Col secondo motivo il comune denunzia la violazione o falsa applicazione degli artt. 1127 e 2056 c.c., atteso che erroneamente sarebbero stati riconosciuti sulla somma dovuta a titolo risarcitorio gli interessi moratori in aggiunta alla rivalutazione.

II. – Il primo motivo è fondato.

Deve premettersi che, in tema di occupazione e manipolazione del bene immobile di un privato da parte della P.A., allorchè il decreto di esproprio non sia stato emesso o sia stato annullato (come nella specie si dice avvenuto in sentenza), ricorre un illecito di natura permanente che dà luogo a una pretesa risarcitoria avente sempre a oggetto i danni per il periodo, non coperto dall’eventuale occupazione legittima, durante il quale il privato ha subito la perdita delle utilità ricavabili dal bene sino al momento della restituzione, ovvero della domanda di risarcimento per equivalente che egli può esperire, in alternativa, abdicando alla proprietà del bene stesso.

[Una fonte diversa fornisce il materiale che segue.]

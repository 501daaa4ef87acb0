//! Basewatch Service - HTTP API for location change tracking.
//!
//! Run with: `cargo run -p basewatch-service`

use std::path::PathBuf;

use axum::Router;
use clap::Parser;
use tower_http::cors::{Any, CorsLayer};
use tower_http::trace::TraceLayer;
use tracing::info;

use basewatch_service::{AppState, Config, StorageKind, api, default_config_path};

/// Basewatch Service - HTTP REST API for location change tracking.
#[derive(Parser, Debug)]
#[command(name = "basewatch-service")]
#[command(version, about, long_about = None)]
struct Args {
    /// Path to configuration file.
    #[arg(short, long)]
    config: Option<PathBuf>,

    /// Bind address (overrides config).
    #[arg(short, long)]
    bind: Option<String>,

    /// Store path (overrides config).
    #[arg(short, long)]
    store: Option<PathBuf>,

    /// Storage backend (overrides config).
    #[arg(long, value_enum)]
    backend: Option<StorageKind>,

    /// Write the effective configuration to the config file and exit.
    #[arg(long)]
    write_config: bool,
}

#[tokio::main]
async fn main() -> anyhow::Result<()> {
    let args = Args::parse();

    tracing_subscriber::fmt()
        .with_env_filter(
            tracing_subscriber::EnvFilter::from_default_env()
                .add_directive("basewatch_service=info".parse()?)
                .add_directive("basewatch_core=info".parse()?)
                .add_directive("tower_http=debug".parse()?),
        )
        .init();

    let mut config = match &args.config {
        Some(path) => Config::load(path)?,
        None => Config::load_default()?,
    };

    if let Some(bind) = args.bind {
        config.server.bind = bind;
    }
    if let Some(path) = args.store {
        config.storage.path = path;
    }
    if let Some(backend) = args.backend {
        config.storage.backend = backend;
    }
    config.validate()?;

    if args.write_config {
        let path = args.config.unwrap_or_else(default_config_path);
        config.save(&path)?;
        info!("Wrote configuration to {}", path.display());
        return Ok(());
    }

    info!(
        "Opening {:?} store at {}",
        config.storage.backend,
        config.storage.path.display()
    );
    let state = AppState::from_config(config.clone())?;

    let app = Router::new()
        .merge(api::router())
        .layer(TraceLayer::new_for_http())
        .layer(
            CorsLayer::new()
                .allow_origin(Any)
                .allow_methods(Any)
                .allow_headers(Any),
        )
        .with_state(state);

    let addr = config.server.resolve().await?;
    info!("Starting server on {}", addr);

    let listener = tokio::net::TcpListener::bind(addr).await?;
    axum::serve(listener, app).await?;

    Ok(())
}
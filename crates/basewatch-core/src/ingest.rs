//! Turning a detector payload into a location snapshot.

use time::OffsetDateTime;
use time::format_description::well_known::Rfc3339;

use basewatch_types::{
    DetectionClass, DetectionPayload, LocationRecord, ValidationError, ValidationResult,
};

/// Parse an RFC 3339 capture timestamp.
pub fn parse_timestamp(value: &str) -> ValidationResult<OffsetDateTime> {
    OffsetDateTime::parse(value, &Rfc3339).map_err(|e| ValidationError::InvalidTimestamp {
        value: value.to_string(),
        reason: e.to_string(),
    })
}

/// Check a payload without building anything from it.
///
/// Every detection needs a non-empty class label and a finite bounding box;
/// a confidence, when present, must lie in `0.0..=1.0`.
pub fn validate_payload(payload: &DetectionPayload) -> ValidationResult<()> {
    for (index, detection) in payload.detections.iter().enumerate() {
        if detection.class.trim().is_empty() {
            return Err(ValidationError::EmptyClassLabel { index });
        }
        if detection.bbox.iter().any(|v| !v.is_finite()) {
            return Err(ValidationError::InvalidBoundingBox { index });
        }
        if let Some(value) = detection.confidence
            && !(0.0..=1.0).contains(&value)
        {
            return Err(ValidationError::InvalidConfidence { index, value });
        }
    }
    Ok(())
}

/// Build the snapshot for one scan of `location_id`.
///
/// Detections are split into aircraft and other vehicles by class label,
/// keeping detector order within each bucket. The caller-supplied total and
/// breakdown are copied through unchanged; a missing total is stored as 0.
pub fn ingest(
    location_id: &str,
    timestamp: OffsetDateTime,
    payload: &DetectionPayload,
) -> ValidationResult<LocationRecord> {
    if location_id.trim().is_empty() {
        return Err(ValidationError::EmptyLocationId);
    }
    validate_payload(payload)?;

    let (aircraft, vehicles): (Vec<_>, Vec<_>) = payload
        .detections
        .iter()
        .partition(|d| DetectionClass::classify(&d.class).is_aircraft());

    Ok(LocationRecord {
        location_id: location_id.to_string(),
        timestamp,
        aircraft_count: aircraft.len() as u64,
        vehicle_count: vehicles.len() as u64,
        aircraft_positions: aircraft.iter().map(|d| d.bbox).collect(),
        vehicle_positions: vehicles.iter().map(|d| d.bbox).collect(),
        total_count: payload.total_count.unwrap_or(0),
        category_breakdown: payload.category_breakdown.clone().unwrap_or_default(),
    })
}
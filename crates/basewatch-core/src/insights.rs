//! Insight rules applied to consecutive snapshots.
//!
//! Rules are independent: each one is checked on every follow-up scan and
//! any number may fire together. They are evaluated in this fixed order,
//! which is also the order of the returned list:
//!
//! 1. aircraft increase / decrease
//! 2. vehicle increase / decrease
//! 3. significant total increase / decrease
//! 4. stable activity
//! 5. aircraft repositioning
//! 6. vehicle repositioning
//!
//! If nothing fires the result is a single
//! [`Insight::NoSignificantChange`], so the list is never empty.
//!
//! # Example
//!
//! ```
//! use basewatch_core::InsightThresholds;
//! use basewatch_types::{ChangeSet, Insight};
//!
//! let thresholds = InsightThresholds::default();
//! let changes = ChangeSet { aircraft_diff: 1, vehicle_diff: 1, total_diff: 0 };
//! let insights = thresholds.evaluate_counts(&changes);
//!
//! assert_eq!(
//!     insights,
//!     vec![
//!         Insight::AircraftIncrease(1),
//!         Insight::VehicleIncrease(1),
//!         Insight::Stable,
//!     ]
//! );
//! ```

use serde::{Deserialize, Serialize};

use basewatch_types::{ChangeSet, Insight, LocationRecord};

/// Limits used by the insight rules.
#[derive(Debug, Clone, Copy, PartialEq, Eq, Serialize, Deserialize)]
#[serde(default)]
pub struct InsightThresholds {
    /// A total change strictly larger than this (either way) is significant.
    pub significant_total: i64,
    /// Largest aircraft change, either way, still considered stable.
    pub stable_aircraft: i64,
    /// Largest vehicle change, either way, still considered stable.
    pub stable_vehicle: i64,
}

impl Default for InsightThresholds {
    fn default() -> Self {
        Self {
            significant_total: 5,
            stable_aircraft: 1,
            stable_vehicle: 2,
        }
    }
}

impl InsightThresholds {
    /// Run every rule against a pair of snapshots.
    #[must_use]
    pub fn evaluate(
        &self,
        previous: &LocationRecord,
        current: &LocationRecord,
        changes: &ChangeSet,
    ) -> Vec<Insight> {
        let mut insights = self.count_rules(changes);

        if let Some(insight) = repositioning(
            &previous.aircraft_positions,
            &current.aircraft_positions,
            |from, to| Insight::AircraftRepositioned { from, to },
        ) {
            insights.push(insight);
        }
        if let Some(insight) = repositioning(
            &previous.vehicle_positions,
            &current.vehicle_positions,
            |from, to| Insight::VehicleRepositioned { from, to },
        ) {
            insights.push(insight);
        }

        finish(insights)
    }

    /// Run only the count-based rules (1 to 4), for callers without
    /// position data.
    #[must_use]
    pub fn evaluate_counts(&self, changes: &ChangeSet) -> Vec<Insight> {
        finish(self.count_rules(changes))
    }

    fn count_rules(&self, changes: &ChangeSet) -> Vec<Insight> {
        let mut insights = Vec::new();

        match changes.aircraft_diff {
            d if d > 0 => insights.push(Insight::AircraftIncrease(d)),
            d if d < 0 => insights.push(Insight::AircraftDecrease(d)),
            _ => {}
        }

        match changes.vehicle_diff {
            d if d > 0 => insights.push(Insight::VehicleIncrease(d)),
            d if d < 0 => insights.push(Insight::VehicleDecrease(d)),
            _ => {}
        }

        if changes.total_diff > self.significant_total {
            insights.push(Insight::SignificantIncrease);
        } else if changes.total_diff < -self.significant_total {
            insights.push(Insight::SignificantDecrease);
        }

        // An unchanged pair is reported by the sentinel alone
        let moved = changes.aircraft_diff != 0 || changes.vehicle_diff != 0;
        if moved
            && changes.aircraft_diff.abs() <= self.stable_aircraft
            && changes.vehicle_diff.abs() <= self.stable_vehicle
        {
            insights.push(Insight::Stable);
        }

        insights
    }
}

fn repositioning<T>(
    previous: &[T],
    current: &[T],
    insight: impl FnOnce(usize, usize) -> Insight,
) -> Option<Insight> {
    if previous.is_empty() || current.is_empty() || previous.len() == current.len() {
        return None;
    }
    Some(insight(previous.len(), current.len()))
}

fn finish(mut insights: Vec<Insight>) -> Vec<Insight> {
    if insights.is_empty() {
        insights.push(Insight::NoSignificantChange);
    }
    insights
}
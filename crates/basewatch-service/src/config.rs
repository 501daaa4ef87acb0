//! Server configuration.

use std::net::SocketAddr;
use std::path::{Path, PathBuf};

use serde::{Deserialize, Serialize};

use basewatch_core::{DEFAULT_ZONE_RADIUS, InsightThresholds, LocationStore, ZoneGrid};

/// Server configuration.
#[derive(Debug, Clone, Default, PartialEq, Serialize, Deserialize)]
#[serde(default)]
pub struct Config {
    /// Server settings.
    pub server: ServerConfig,
    /// Storage settings.
    pub storage: StorageConfig,
    /// Zone keying and insight settings.
    pub tracking: TrackingConfig,
}

impl Config {
    /// Load configuration from the default path.
    pub fn load_default() -> Result<Self, ConfigError> {
        let path = default_config_path();
        if path.exists() {
            Self::load(&path)
        } else {
            Ok(Self::default())
        }
    }

    /// Load configuration from a file.
    pub fn load<P: AsRef<Path>>(path: P) -> Result<Self, ConfigError> {
        let content = std::fs::read_to_string(path.as_ref()).map_err(|e| ConfigError::Read {
            path: path.as_ref().to_path_buf(),
            source: e,
        })?;
        toml::from_str(&content).map_err(|e| ConfigError::Parse {
            path: path.as_ref().to_path_buf(),
            source: e,
        })
    }

    /// Save configuration to a file.
    pub fn save<P: AsRef<Path>>(&self, path: P) -> Result<(), ConfigError> {
        let content = toml::to_string_pretty(self).map_err(ConfigError::Serialize)?;

        if let Some(parent) = path.as_ref().parent() {
            std::fs::create_dir_all(parent).map_err(|e| ConfigError::Write {
                path: parent.to_path_buf(),
                source: e,
            })?;
        }

        std::fs::write(path.as_ref(), content).map_err(|e| ConfigError::Write {
            path: path.as_ref().to_path_buf(),
            source: e,
        })
    }

    /// Validate the configuration and return every problem found.
    ///
    /// # Example
    ///
    /// ```
    /// use basewatch_service::Config;
    ///
    /// let config = Config::default();
    /// config.validate().expect("Default config should be valid");
    /// ```
    pub fn validate(&self) -> Result<(), ConfigError> {
        let mut errors = Vec::new();
        errors.extend(self.server.validate());
        errors.extend(self.storage.validate());
        errors.extend(self.tracking.validate());

        if errors.is_empty() {
            Ok(())
        } else {
            Err(ConfigError::Validation(errors))
        }
    }
}

/// Server configuration.
#[derive(Debug, Clone, PartialEq, Serialize, Deserialize)]
#[serde(default)]
pub struct ServerConfig {
    /// Bind address (e.g., "127.0.0.1:8080").
    pub bind: String,
}

impl Default for ServerConfig {
    fn default() -> Self {
        Self {
            bind: "127.0.0.1:8080".to_string(),
        }
    }
}

impl ServerConfig {
    /// Validate server configuration.
    pub fn validate(&self) -> Vec<FieldError> {
        let mut errors = Vec::new();

        if self.bind.is_empty() {
            errors.push(FieldError::new("server.bind", "bind address cannot be empty"));
            return errors;
        }

        match self.bind.rsplit_once(':') {
            None => errors.push(FieldError::new(
                "server.bind",
                format!(
                    "invalid bind address '{}': expected format 'host:port'",
                    self.bind
                ),
            )),
            Some((_, port)) => match port.parse::<u16>() {
                Ok(0) => errors.push(FieldError::new("server.bind", "port cannot be 0")),
                Err(_) => errors.push(FieldError::new(
                    "server.bind",
                    format!("invalid port '{}': must be a number 1-65535", port),
                )),
                Ok(_) => {}
            },
        }

        errors
    }

    /// Resolve `bind` to a socket address, looking up host names such as
    /// `localhost`.
    pub async fn resolve(&self) -> std::io::Result<SocketAddr> {
        tokio::net::lookup_host(self.bind.as_str())
            .await?
            .next()
            .ok_or_else(|| {
                std::io::Error::new(
                    std::io::ErrorKind::AddrNotAvailable,
                    format!("bind address '{}' resolved to no addresses", self.bind),
                )
            })
    }
}

/// Which [`StorageBackend`](basewatch_core::StorageBackend) to persist with.
#[derive(Debug, Clone, Copy, Default, PartialEq, Eq, Serialize, Deserialize, clap::ValueEnum)]
#[serde(rename_all = "lowercase")]
pub enum StorageKind {
    /// A single JSON document.
    #[default]
    Json,
    /// A SQLite database.
    Sqlite,
}

/// Storage configuration.
#[derive(Debug, Clone, PartialEq, Serialize, Deserialize)]
#[serde(default)]
pub struct StorageConfig {
    /// Backend type.
    pub backend: StorageKind,
    /// Store file path.
    pub path: PathBuf,
}

impl Default for StorageConfig {
    fn default() -> Self {
        Self {
            backend: StorageKind::Json,
            path: basewatch_store::default_store_path(),
        }
    }
}

impl StorageConfig {
    /// Validate storage configuration.
    pub fn validate(&self) -> Vec<FieldError> {
        let mut errors = Vec::new();

        if self.path.as_os_str().is_empty() {
            errors.push(FieldError::new("storage.path", "store path cannot be empty"));
        }

        errors
    }

    /// Open the configured store.
    ///
    /// A JSON store never fails to open; unreadable contents are logged and
    /// the store starts empty. A SQLite store fails if the database cannot be
    /// opened or initialized.
    pub fn open(&self) -> basewatch_store::Result<LocationStore> {
        match self.backend {
            StorageKind::Json => Ok(LocationStore::open_json(&self.path)),
            StorageKind::Sqlite => LocationStore::open_sqlite(&self.path),
        }
    }
}

/// Zone keying and insight settings.
#[derive(Debug, Clone, PartialEq, Serialize, Deserialize)]
#[serde(default)]
pub struct TrackingConfig {
    /// Zone cell size in degrees, used when requests carry raw coordinates.
    pub zone_radius: f64,
    /// Insight rule limits.
    pub thresholds: InsightThresholds,
}

impl Default for TrackingConfig {
    fn default() -> Self {
        Self {
            zone_radius: DEFAULT_ZONE_RADIUS,
            thresholds: InsightThresholds::default(),
        }
    }
}

impl TrackingConfig {
    /// Validate tracking configuration.
    pub fn validate(&self) -> Vec<FieldError> {
        let mut errors = Vec::new();

        if let Err(e) = ZoneGrid::new(self.zone_radius) {
            errors.push(FieldError::new("tracking.zone_radius", e.to_string()));
        }

        let t = &self.thresholds;
        for (field, value) in [
            ("tracking.thresholds.significant_total", t.significant_total),
            ("tracking.thresholds.stable_aircraft", t.stable_aircraft),
            ("tracking.thresholds.stable_vehicle", t.stable_vehicle),
        ] {
            if value < 0 {
                errors.push(FieldError::new(
                    field,
                    format!("threshold {} cannot be negative", value),
                ));
            }
        }

        errors
    }

    /// The zone grid described by `zone_radius`.
    pub fn zone(&self) -> Result<ZoneGrid, basewatch_types::ValidationError> {
        ZoneGrid::new(self.zone_radius)
    }
}

/// Configuration errors.
#[derive(Debug, thiserror::Error)]
pub enum ConfigError {
    #[error("Failed to read config file {path}: {source}")]
    Read {
        path: PathBuf,
        source: std::io::Error,
    },
    #[error("Failed to parse config file {path}: {source}")]
    Parse {
        path: PathBuf,
        source: toml::de::Error,
    },
    #[error("Failed to serialize config: {0}")]
    Serialize(toml::ser::Error),
    #[error("Failed to write config file {path}: {source}")]
    Write {
        path: PathBuf,
        source: std::io::Error,
    },
    #[error("Configuration validation failed:\n{}", format_field_errors(.0))]
    Validation(Vec<FieldError>),
}

/// A single invalid configuration field.
#[derive(Debug, Clone, PartialEq)]
pub struct FieldError {
    /// The field path (e.g., `server.bind` or `tracking.zone_radius`).
    pub field: String,
    /// Description of the problem.
    pub message: String,
}

impl FieldError {
    fn new(field: impl Into<String>, message: impl Into<String>) -> Self {
        Self {
            field: field.into(),
            message: message.into(),
        }
    }
}

impl std::fmt::Display for FieldError {
    fn fmt(&self, f: &mut std::fmt::Formatter<'_>) -> std::fmt::Result {
        write!(f, "{}: {}", self.field, self.message)
    }
}

fn format_field_errors(errors: &[FieldError]) -> String {
    errors
        .iter()
        .map(|e| format!("  - {}", e))
        .collect::<Vec<_>>()
        .join("\n")
}

/// Default configuration file path.
pub fn default_config_path() -> PathBuf {
    dirs::config_dir()
        .unwrap_or_else(|| PathBuf::from("."))
        .join("basewatch")
        .join("server.toml")
}
//! Location change tracking for satellite detection scans.
//!
//! This crate turns successive detector runs over the same geographic area
//! into change reports:
//!
//! - [`zone`]: snap coordinates to a grid and name the cell
//! - [`ingest`]: split detections into aircraft and other vehicles
//! - [`insights`]: compare two snapshots and describe the change
//! - [`LocationTracker`]: the scan pipeline over a [`LocationStore`]
//! - [`history`]: read-only queries over the store
//!
//! # Example
//!
//! ```
//! use basewatch_core::{LocationTracker, LocationStore};
//! use basewatch_types::{Detection, DetectionPayload};
//!
//! let store = LocationStore::open_in_memory().unwrap();
//! let mut tracker = LocationTracker::new(store);
//!
//! let payload = DetectionPayload::new(vec![
//!     Detection::new("A5", [100.0, 100.0, 140.0, 130.0]),
//!     Detection::new("truck", [10.0, 10.0, 20.0, 18.0]),
//! ]);
//!
//! let outcome = tracker
//!     .process_at(40.7128, -74.0060, "2024-06-01T12:00:00Z", &payload)
//!     .unwrap();
//!
//! assert!(outcome.result.is_first_scan);
//! assert_eq!(outcome.location_id, "base_40.710_-74.010");
//! ```

pub mod error;
pub mod history;
pub mod ingest;
pub mod insights;
pub mod tracker;
pub mod zone;

pub use error::{Error, Result};
pub use insights::InsightThresholds;
pub use tracker::LocationTracker;
pub use zone::{DEFAULT_ZONE_RADIUS, ZoneGrid, generate_location_id};

// Re-export the pieces callers need alongside the tracker
pub use basewatch_store::{JsonFileBackend, LocationStore, SqliteBackend, StorageBackend};
pub use basewatch_types::{
    ChangeResult, ChangeSet, Detection, DetectionPayload, Insight, LocationRecord, LocationStats,
    ProcessOutcome, ValidationError,
};
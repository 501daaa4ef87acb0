//! Application state shared across handlers.

use std::sync::Arc;

use tokio::sync::Mutex;

use basewatch_core::LocationTracker;

use crate::config::{Config, ConfigError, FieldError};

/// Shared application state.
pub struct AppState {
    /// The tracker and its store.
    ///
    /// Every request that touches the store holds this lock for its whole
    /// lookup, diff and persist sequence, so scans of the same location
    /// are applied one at a time.
    pub tracker: Mutex<LocationTracker>,
    /// Configuration the service was started with.
    pub config: Config,
}

impl AppState {
    /// Create new application state around an existing tracker.
    pub fn new(tracker: LocationTracker, config: Config) -> Arc<Self> {
        Arc::new(Self {
            tracker: Mutex::new(tracker),
            config,
        })
    }

    /// Open the configured store and build the tracker from `config`.
    pub fn from_config(config: Config) -> Result<Arc<Self>, StartupError> {
        let zone = config.tracking.zone().map_err(|e| {
            StartupError::Config(ConfigError::Validation(vec![FieldError {
                field: "tracking.zone_radius".to_string(),
                message: e.to_string(),
            }]))
        })?;
        let store = config.storage.open()?;

        let tracker = LocationTracker::new(store)
            .with_zone(zone)
            .with_thresholds(config.tracking.thresholds);

        Ok(Self::new(tracker, config))
    }
}

/// Errors raised while building the application state.
#[derive(Debug, thiserror::Error)]
pub enum StartupError {
    #[error(transparent)]
    Config(#[from] ConfigError),
    #[error("Failed to open store: {0}")]
    Store(#[from] basewatch_store::Error),
}
//! Detection payloads and persisted location records.

use std::collections::BTreeMap;

#[cfg(feature = "serde")]
use serde::{Deserialize, Serialize};
use time::OffsetDateTime;

/// Axis-aligned bounding box as emitted by the detector: `[x1, y1, x2, y2]`.
pub type BoundingBox = [f64; 4];

/// One detection produced by the external detector.
#[derive(Debug, Clone, PartialEq)]
#[cfg_attr(feature = "serde", derive(Serialize, Deserialize))]
pub struct Detection {
    /// Detector class label (for example `"A3"` or `"truck"`).
    pub class: String,
    /// Bounding box in image pixel coordinates.
    pub bbox: BoundingBox,
    /// Detector confidence in `0.0..=1.0`, if reported.
    #[cfg_attr(
        feature = "serde",
        serde(default, skip_serializing_if = "Option::is_none")
    )]
    pub confidence: Option<f64>,
}

impl Detection {
    /// Create a detection without a confidence score.
    pub fn new(class: impl Into<String>, bbox: BoundingBox) -> Self {
        Self {
            class: class.into(),
            bbox,
            confidence: None,
        }
    }
}

/// The result of one detector run, as handed to the tracker.
///
/// `total_count` and `category_breakdown` are caller-supplied aggregates and
/// are stored as-is. The detector's own field names (`total_vehicles`,
/// `vehicle_counts`) are accepted as aliases.
#[derive(Debug, Clone, Default, PartialEq)]
#[cfg_attr(feature = "serde", derive(Serialize, Deserialize))]
pub struct DetectionPayload {
    /// Detections in emission order.
    pub detections: Vec<Detection>,
    /// Aggregate count reported by the detector.
    #[cfg_attr(
        feature = "serde",
        serde(default, alias = "total_vehicles", skip_serializing_if = "Option::is_none")
    )]
    pub total_count: Option<u64>,
    /// Per-class counts reported by the detector.
    #[cfg_attr(
        feature = "serde",
        serde(default, alias = "vehicle_counts", skip_serializing_if = "Option::is_none")
    )]
    pub category_breakdown: Option<BTreeMap<String, u64>>,
}

impl DetectionPayload {
    /// Create a payload from a list of detections.
    pub fn new(detections: Vec<Detection>) -> Self {
        Self {
            detections,
            ..Default::default()
        }
    }

    /// Set the caller-supplied aggregate count.
    #[must_use]
    pub fn with_total_count(mut self, total: u64) -> Self {
        self.total_count = Some(total);
        self
    }

    /// Set the caller-supplied per-class breakdown.
    #[must_use]
    pub fn with_breakdown(mut self, breakdown: BTreeMap<String, u64>) -> Self {
        self.category_breakdown = Some(breakdown);
        self
    }
}

/// The latest snapshot stored for one location.
///
/// Exactly one record exists per `location_id`; a new scan overwrites the
/// previous one.
#[derive(Debug, Clone, PartialEq)]
#[cfg_attr(feature = "serde", derive(Serialize, Deserialize))]
pub struct LocationRecord {
    /// Zone identifier, e.g. `base_40.710_-74.010`.
    pub location_id: String,
    /// When the snapshot was captured.
    #[cfg_attr(feature = "serde", serde(with = "time::serde::rfc3339"))]
    pub timestamp: OffsetDateTime,
    /// Number of aircraft detections.
    #[cfg_attr(feature = "serde", serde(alias = "aircraft"))]
    pub aircraft_count: u64,
    /// Number of non-aircraft vehicle detections.
    #[cfg_attr(feature = "serde", serde(alias = "vehicles"))]
    pub vehicle_count: u64,
    /// Aircraft bounding boxes in detector order.
    #[cfg_attr(feature = "serde", serde(default))]
    pub aircraft_positions: Vec<BoundingBox>,
    /// Vehicle bounding boxes in detector order.
    #[cfg_attr(feature = "serde", serde(default))]
    pub vehicle_positions: Vec<BoundingBox>,
    /// Caller-supplied aggregate; not reconciled with the bucket counts.
    #[cfg_attr(feature = "serde", serde(default, alias = "total_vehicles"))]
    pub total_count: u64,
    /// Caller-supplied per-class counts.
    #[cfg_attr(feature = "serde", serde(default, alias = "vehicle_counts"))]
    pub category_breakdown: BTreeMap<String, u64>,
}

/// Aggregate figures over every stored location.
#[derive(Debug, Clone, PartialEq)]
#[cfg_attr(feature = "serde", derive(Serialize, Deserialize))]
pub struct LocationStats {
    /// Number of known locations.
    pub total_locations: usize,
    /// Number of scans on record. Only the latest snapshot per location is
    /// kept, so this equals `total_locations`.
    pub total_scans: usize,
    /// Most recent capture time across all records.
    #[cfg_attr(feature = "serde", serde(default, with = "time::serde::rfc3339::option"))]
    pub latest_scan: Option<OffsetDateTime>,
}
//! SQLite schema setup.

use rusqlite::Connection;

use crate::error::Result;

/// Current schema version.
pub const SCHEMA_VERSION: i32 = 1;

/// Initialize the database schema.
pub fn initialize(conn: &Connection) -> Result<()> {
    let version = get_schema_version(conn)?;

    // Version 1 is the only schema so far
    if version == 0 {
        create_schema_v1(conn)?;
        set_schema_version(conn, SCHEMA_VERSION)?;
    }

    Ok(())
}

fn get_schema_version(conn: &Connection) -> Result<i32> {
    let exists: bool = conn.query_row(
        "SELECT COUNT(*) > 0 FROM sqlite_master WHERE type='table' AND name='schema_version'",
        [],
        |row| row.get(0),
    )?;

    if !exists {
        return Ok(0);
    }

    let version: i32 =
        conn.query_row("SELECT version FROM schema_version", [], |row| row.get(0))?;

    Ok(version)
}

fn set_schema_version(conn: &Connection, version: i32) -> Result<()> {
    conn.execute(
        "INSERT OR REPLACE INTO schema_version (id, version) VALUES (1, ?)",
        [version],
    )?;
    Ok(())
}

fn create_schema_v1(conn: &Connection) -> Result<()> {
    conn.execute_batch(
        r#"
        CREATE TABLE IF NOT EXISTS schema_version (
            id INTEGER PRIMARY KEY CHECK (id = 1),
            version INTEGER NOT NULL
        );

        -- Latest snapshot per location, stored as a JSON document
        CREATE TABLE IF NOT EXISTS locations (
            id TEXT PRIMARY KEY,
            record TEXT NOT NULL,
            updated_at INTEGER NOT NULL
        );
        "#,
    )?;

    Ok(())
}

Tanto costituisce approdo di un orientamento oggi consolidato dalle Sezioni unite della Corte, condiviso dal collegio (v. Cass. Sez. U n. 735-15).

Nel caso concreto il privato ha proposto la domanda risarcitoria, in tal modo abdicando giustappunto alla proprietà del bene occupato illecitamente e poi trasformato.

III. – Nella giurisprudenza di questa Corte è da tempo presente l’ulteriore fondamentale principio per cui l’indennità di espropriazione di un’area edificata va determinata in modo unitario, senza possibilità di distinguere l’area di sedime dalla costruzione.

Tale principio non trova applicazione quante volte il fabbricato risulti “privo di autonomia funzionale o abbia scarsa consistenza economica rispetto al suolo”, oppure sia “in condizioni talmente fatiscenti da consigliarne la demolizione e la riedificazione”.

In tal caso l’indennità va determinata in riferimento al solo valore dell’area (edificabile) di sedime (v. Cass. n. 13001-05, Cass. n. 21638-05, Cass. n. 6000-11, da cui i virgolettati).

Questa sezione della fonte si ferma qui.